From: Piergiorgio Sartor <piergiorgio.sartor@nexgo.de>
To: Guoqing Jiang <guoqing.jiang@cloud.ionos.com>
Cc: Wolfgang Denk <wd@denx.de>, linux-raid@vger.kernel.org
Subject: Re: raid6check extremely slow ?
Date: Mon, 11 May 2020 18:14:15 +0200 [thread overview]
Message-ID: <20200511161415.GA8049@lazy.lzy> (raw)
In-Reply-To: <f003a8c7-e96d-ddc3-6d1d-42a13b70e0b6@cloud.ionos.com>
On Mon, May 11, 2020 at 10:58:07AM +0200, Guoqing Jiang wrote:
> Hi Wolfgang,
>
>
> On 5/11/20 8:40 AM, Wolfgang Denk wrote:
> > Dear Guoqing Jiang,
> >
> > In message <2cf55e5f-bdfb-9fef-6255-151e049ac0a1@cloud.ionos.com> you wrote:
> > > Seems raid6check is in 'D' state, what are the output of 'cat
> > > /proc/19719/stack' and /proc/mdstat?

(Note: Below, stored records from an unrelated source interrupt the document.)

use super::*;

impl PaletteApp {
    pub(super) fn init_model(&mut self) -> Cmd<Msg> {
        let (model, effects) = palette::init(std::mem::take(&mut self.model));
        self.model = model;
        self.dispatch(effects)
    }

    pub(super) fn update_model(&mut self, msg: Msg) -> Cmd<Msg> {
        match msg {
            Msg::Key(key_event) => self.handle_key_event(key_event),
            Msg::Core(msg) => self.apply(msg),
            Msg::Tick => self.advance_animation(),
            Msg::Noop => Cmd::None,
        }
    }

    fn handle_key_event(&mut self, key_event: KeyEvent) -> Cmd<Msg> {
        if !matches!(key_event.kind, KeyEventKind::Press | KeyEventKind::Repeat) {
            return Cmd::None;
        }
        let Some(name) = key_name(&key_event) else {
            return Cmd::None;
        };

        self.event_log.log(msg_event(&CoreMsg::Key(name.clone())));
        let before = self.model.mode;
        let outcome = palette::handle_key(std::mem::take(&mut self.model), &name);
        self.model = outcome.model;
        self.log_mode_change(before);
        if outcome.handled {
            return self.dispatch(outcome.effects);
        }

        let Some(query) = self.model.current_query() else {
            return Cmd::None;
        };
        let Some(edited) = edit_query(query, &key_event) else {
            return Cmd::None;
        };
        match palette::query_changed(self.model.mode, edited) {
            Some(msg) => self.apply(msg),
            None => Cmd::None,
        }
    }

    fn apply(&mut self, msg: CoreMsg) -> Cmd<Msg> {
        self.event_log.log(msg_event(&msg));
        let before = self.model.mode;
        let (model, effects) = palette::update(std::mem::take(&mut self.model), msg);
        self.model = model;
        self.log_mode_change(before);
        self.dispatch(effects)
    }

    fn log_mode_change(&self, before: Mode) {
        if before != self.model.mode {
            self.event_log.log(mode_change_event(before, self.model.mode));
        }
    }

    fn dispatch(&mut self, effects: Vec<Effect>) -> Cmd<Msg> {
        let mut cmds = Vec::new();
        for effect in effects {
            self.event_log.log(effect_event(&effect));
            match self.runtime.plan(effect, &self.model) {
                Dispatch::Tasks(tasks) => {
                    cmds.extend(
                        tasks
                            .into_iter()
                            .map(|task| Cmd::task(move || Msg::Core(task()))),
                    );
                }
                Dispatch::Quit => return self.finish(ExitAction::Quit),
                Dispatch::Open(spec) => return self.finish(ExitAction::Open(spec)),
                Dispatch::Attach(session) => return self.finish(ExitAction::Attach(session)),
            }
        }

        if self.animating() {
            cmds.push(Cmd::tick(Duration::from_millis(ANIMATION_INTERVAL_MS)));
        }
        if cmds.is_empty() {
            return Cmd::None;
        }
        Cmd::batch(cmds)
    }

    fn finish(&mut self, action: ExitAction) -> Cmd<Msg> {
        let mut event = LogEvent::new("exit", action.kind());
        match &action {
            ExitAction::Quit => {}
            ExitAction::Open(spec) => {
                event = event
                    .with_data(
                        "dir",
                        Value::from(spec.dir_path.to_string_lossy().to_string()),
                    )
                    .with_data("tool", Value::from(spec.tool.clone()));
            }
            ExitAction::Attach(session) => {
                event = event.with_data("session", Value::from(session.name.clone()));
            }
        }
        self.event_log.log(event);

        if let Ok(mut slot) = self.exit.lock() {
            *slot = Some(action);
        }
        Cmd::Quit
    }

    pub(super) fn animating(&self) -> bool {
        matches!(self.model.mode, Mode::Loading | Mode::ToolStarting)
    }

    fn advance_animation(&mut self) -> Cmd<Msg> {
        if !self.animating() {
            return Cmd::None;
        }
        self.animation_frame = self.animation_frame.wrapping_add(1);
        Cmd::tick(Duration::from_millis(ANIMATION_INTERVAL_MS))
    }
}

> > # for i in 1 2 3 4 ; do cat /proc/19719/stack; sleep 2; echo ; done
> > [<0>] __wait_rcu_gp+0x10d/0x110
> > [<0>] synchronize_rcu+0x47/0x50
> > [<0>] mddev_suspend+0x4a/0x140
> > [<0>] suspend_lo_store+0x50/0xa0
> > [<0>] md_attr_store+0x86/0xe0
> > [<0>] kernfs_fop_write+0xce/0x1b0
> > [<0>] vfs_write+0xb6/0x1a0
> > [<0>] ksys_write+0x4f/0xc0
> > [<0>] do_syscall_64+0x5b/0xf0
> > [<0>] entry_SYSCALL_64_after_hwframe+0x44/0xa9
> >
> > [<0>] __wait_rcu_gp+0x10d/0x110
> > [<0>] synchronize_rcu+0x47/0x50
> > [<0>] mddev_suspend+0x4a/0x140
> > [<0>] suspend_lo_store+0x50/0xa0
> > [<0>] md_attr_store+0x86/0xe0
> > [<0>] kernfs_fop_write+0xce/0x1b0
> > [<0>] vfs_write+0xb6/0x1a0
> > [<0>] ksys_write+0x4f/0xc0
> > [<0>] do_syscall_64+0x5b/0xf0
> > [<0>] entry_SYSCALL_64_after_hwframe+0x44/0xa9
> >
> > [<0>] __wait_rcu_gp+0x10d/0x110
> > [<0>] synchronize_rcu+0x47/0x50
> > [<0>] mddev_suspend+0x4a/0x140
> > [<0>] suspend_hi_store+0x44/0x90
> > [<0>] md_attr_store+0x86/0xe0
> > [<0>] kernfs_fop_write+0xce/0x1b0
> > [<0>] vfs_write+0xb6/0x1a0
> > [<0>] ksys_write+0x4f/0xc0
> > [<0>] do_syscall_64+0x5b/0xf0
> > [<0>] entry_SYSCALL_64_after_hwframe+0x44/0xa9
> >
> > [<0>] __wait_rcu_gp+0x10d/0x110
> > [<0>] synchronize_rcu+0x47/0x50
> > [<0>] mddev_suspend+0x4a/0x140
> > [<0>] suspend_hi_store+0x44/0x90
> > [<0>] md_attr_store+0x86/0xe0
> > [<0>] kernfs_fop_write+0xce/0x1b0
> > [<0>] vfs_write+0xb6/0x1a0
> > [<0>] ksys_write+0x4f/0xc0
> > [<0>] do_syscall_64+0x5b/0xf0
> > [<0>] entry_SYSCALL_64_after_hwframe+0x44/0xa9
>
> Looks raid6check keeps writing suspend_lo/hi node which causes mddev_suspend
> is called,
> means synchronize_rcu and other synchronize mechanisms are triggered in the
> path ...
>
> > Interesting, why is it in ksys_write / vfs_write / kernfs_fop_write
> > all the time? I thought it was _reading_ the disks only?
>
> I didn't read raid6check before, just find check_stripes has
>
>
> while (length > 0) {
> lock_stripe -> write suspend_lo/hi node
> ...
> unlock_all_stripes -> -> write suspend_lo/hi node
> }
>
> I think it explains the stack of raid6check, and maybe it is way that
> raid6check works, lock
> stripe, check the stripe then unlock the stripe, just my guess ...
Hi again!
I made a quick test.
I disabled the lock / unlock in raid6check.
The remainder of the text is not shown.